** Data listing follows **

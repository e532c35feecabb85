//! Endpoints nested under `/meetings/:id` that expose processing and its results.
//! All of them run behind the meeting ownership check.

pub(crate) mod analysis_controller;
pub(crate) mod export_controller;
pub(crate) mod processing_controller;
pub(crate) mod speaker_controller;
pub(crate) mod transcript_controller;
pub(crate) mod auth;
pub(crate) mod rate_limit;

** End of Data listing **
** Data listing follows **

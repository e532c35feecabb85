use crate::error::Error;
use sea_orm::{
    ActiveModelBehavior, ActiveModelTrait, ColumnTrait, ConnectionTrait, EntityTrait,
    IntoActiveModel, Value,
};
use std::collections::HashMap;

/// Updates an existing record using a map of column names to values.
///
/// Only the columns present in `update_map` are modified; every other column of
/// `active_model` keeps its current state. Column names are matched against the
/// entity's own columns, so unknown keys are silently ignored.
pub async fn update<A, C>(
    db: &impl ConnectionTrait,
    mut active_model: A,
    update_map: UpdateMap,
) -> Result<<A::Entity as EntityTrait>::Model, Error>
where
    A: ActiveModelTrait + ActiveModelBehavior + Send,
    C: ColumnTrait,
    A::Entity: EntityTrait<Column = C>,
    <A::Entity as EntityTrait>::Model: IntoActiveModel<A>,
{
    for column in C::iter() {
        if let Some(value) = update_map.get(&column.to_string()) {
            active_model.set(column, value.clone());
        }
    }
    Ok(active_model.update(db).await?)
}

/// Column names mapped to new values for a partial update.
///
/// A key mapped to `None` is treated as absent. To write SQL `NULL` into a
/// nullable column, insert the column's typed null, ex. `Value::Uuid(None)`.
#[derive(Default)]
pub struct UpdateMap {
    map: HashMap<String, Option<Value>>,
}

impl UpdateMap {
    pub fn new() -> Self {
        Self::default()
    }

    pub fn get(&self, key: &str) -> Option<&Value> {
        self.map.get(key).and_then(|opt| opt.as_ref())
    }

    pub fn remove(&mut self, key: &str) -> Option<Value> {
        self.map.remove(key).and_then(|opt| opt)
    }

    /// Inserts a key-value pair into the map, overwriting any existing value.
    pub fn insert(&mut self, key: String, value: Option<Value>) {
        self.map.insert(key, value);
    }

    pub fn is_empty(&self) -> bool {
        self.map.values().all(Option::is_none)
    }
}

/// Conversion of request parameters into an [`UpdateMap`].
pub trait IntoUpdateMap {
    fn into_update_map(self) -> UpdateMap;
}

** End of Data listing **
** Data listing follows **

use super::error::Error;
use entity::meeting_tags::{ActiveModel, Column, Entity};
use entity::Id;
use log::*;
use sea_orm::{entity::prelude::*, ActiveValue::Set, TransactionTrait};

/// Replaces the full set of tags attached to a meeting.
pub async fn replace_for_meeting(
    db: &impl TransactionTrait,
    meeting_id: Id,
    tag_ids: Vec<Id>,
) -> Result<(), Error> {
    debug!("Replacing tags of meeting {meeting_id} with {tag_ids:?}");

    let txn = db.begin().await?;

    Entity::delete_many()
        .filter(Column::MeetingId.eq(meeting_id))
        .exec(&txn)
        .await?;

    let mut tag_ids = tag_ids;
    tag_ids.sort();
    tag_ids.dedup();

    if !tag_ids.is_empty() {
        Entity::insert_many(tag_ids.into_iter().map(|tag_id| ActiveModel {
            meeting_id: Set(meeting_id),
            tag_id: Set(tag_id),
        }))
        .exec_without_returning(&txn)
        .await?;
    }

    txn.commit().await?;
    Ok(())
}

** End of Data listing **

▶ [Description of the task]:
Give the number of lines in the entries that contain "names", and add nothing.

▶ [Solution]:
3